• **Instructions to follow**
Extract the full set of records, then give each one again exactly.

### Provided entries

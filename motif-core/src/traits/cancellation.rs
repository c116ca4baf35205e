//! Cooperative cancellation for long-running mining runs.

use std::sync::atomic::{AtomicBool, Ordering};
use std::sync::Arc;

/// Capability checked at safe points: between candidate-generation levels
/// and between itemset evaluations. In-flight evaluations always run to
/// completion so no partially computed significance state survives.
pub trait Cancellable: Sync {
    /// Whether cancellation has been requested.
    fn is_cancelled(&self) -> bool;

    /// Request cancellation.
    fn cancel(&self);
}

/// Shared atomic-flag token handed to a run by its caller.
#[derive(Debug, Clone, Default)]
pub struct CancellationToken {
    cancelled: Arc<AtomicBool>,
}

impl CancellationToken {
    pub fn new() -> Self {
        Self::default()
    }
}

impl Cancellable for CancellationToken {
    fn is_cancelled(&self) -> bool {
        self.cancelled.load(Ordering::Relaxed)
    }

    fn cancel(&self) {
        tracing::debug!("cancellation requested");
        self.cancelled.store(true, Ordering::Relaxed);
    }
}
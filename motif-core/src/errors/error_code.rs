//! Stable machine-readable error codes.

pub const GENERATION_ERROR: &str = "MOTIF_GENERATION";
pub const METRIC_ERROR: &str = "MOTIF_METRIC";
pub const ASSOCIATION_ERROR: &str = "MOTIF_ASSOCIATION";
pub const SIGNIFICANCE_ERROR: &str = "MOTIF_SIGNIFICANCE";
pub const LIBRARY_ERROR: &str = "MOTIF_LIBRARY";
pub const CONFIG_ERROR: &str = "MOTIF_CONFIG";
pub const CANCELLED: &str = "MOTIF_CANCELLED";

/// Maps every engine error to a stable code string for logs and callers.
pub trait MotifErrorCode {
    fn error_code(&self) -> &'static str;
}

######

• **Response to the exercise**
filename motif-core/src/traits/cancellation.rs
repository c116ca4baf35205e
//! Cooperative cancellation for long-running mining runs.

use std::sync::atomic::{AtomicBool, Ordering};
use std::sync::Arc;

/// Capability checked at safe points: between candidate-generation levels
/// and between itemset evaluations. In-flight evaluations always run to
/// completion so no partially computed significance state survives.
pub trait Cancellable: Sync {
    /// Whether cancellation has been requested.
    fn is_cancelled(&self) -> bool;

    /// Request cancellation.
    fn cancel(&self);
}

/// Shared atomic-flag token handed to a run by its caller.
#[derive(Debug, Clone, Default)]
pub struct CancellationToken {
    cancelled: Arc<AtomicBool>,
}

impl CancellationToken {
    pub fn new() -> Self {
        Self::default()
    }
}

impl Cancellable for CancellationToken {
    fn is_cancelled(&self) -> bool {
        self.cancelled.load(Ordering::Relaxed)
    }

    fn cancel(&self) {
        tracing::debug!("cancellation requested");
        self.cancelled.store(true, Ordering::Relaxed);
    }
}
filename motif-core/src/errors/error_code.rs
//! Stable machine-readable error codes.

pub const GENERATION_ERROR: &str = "MOTIF_GENERATION";
pub const METRIC_ERROR: &str = "MOTIF_METRIC";
pub const ASSOCIATION_ERROR: &str = "MOTIF_ASSOCIATION";
pub const SIGNIFICANCE_ERROR: &str = "MOTIF_SIGNIFICANCE";
pub const LIBRARY_ERROR: &str = "MOTIF_LIBRARY";
pub const CONFIG_ERROR: &str = "MOTIF_CONFIG";
pub const CANCELLED: &str = "MOTIF_CANCELLED";

/// Maps every engine error to a stable code string for logs and callers.
pub trait MotifErrorCode {
    fn error_code(&self) -> &'static str;
}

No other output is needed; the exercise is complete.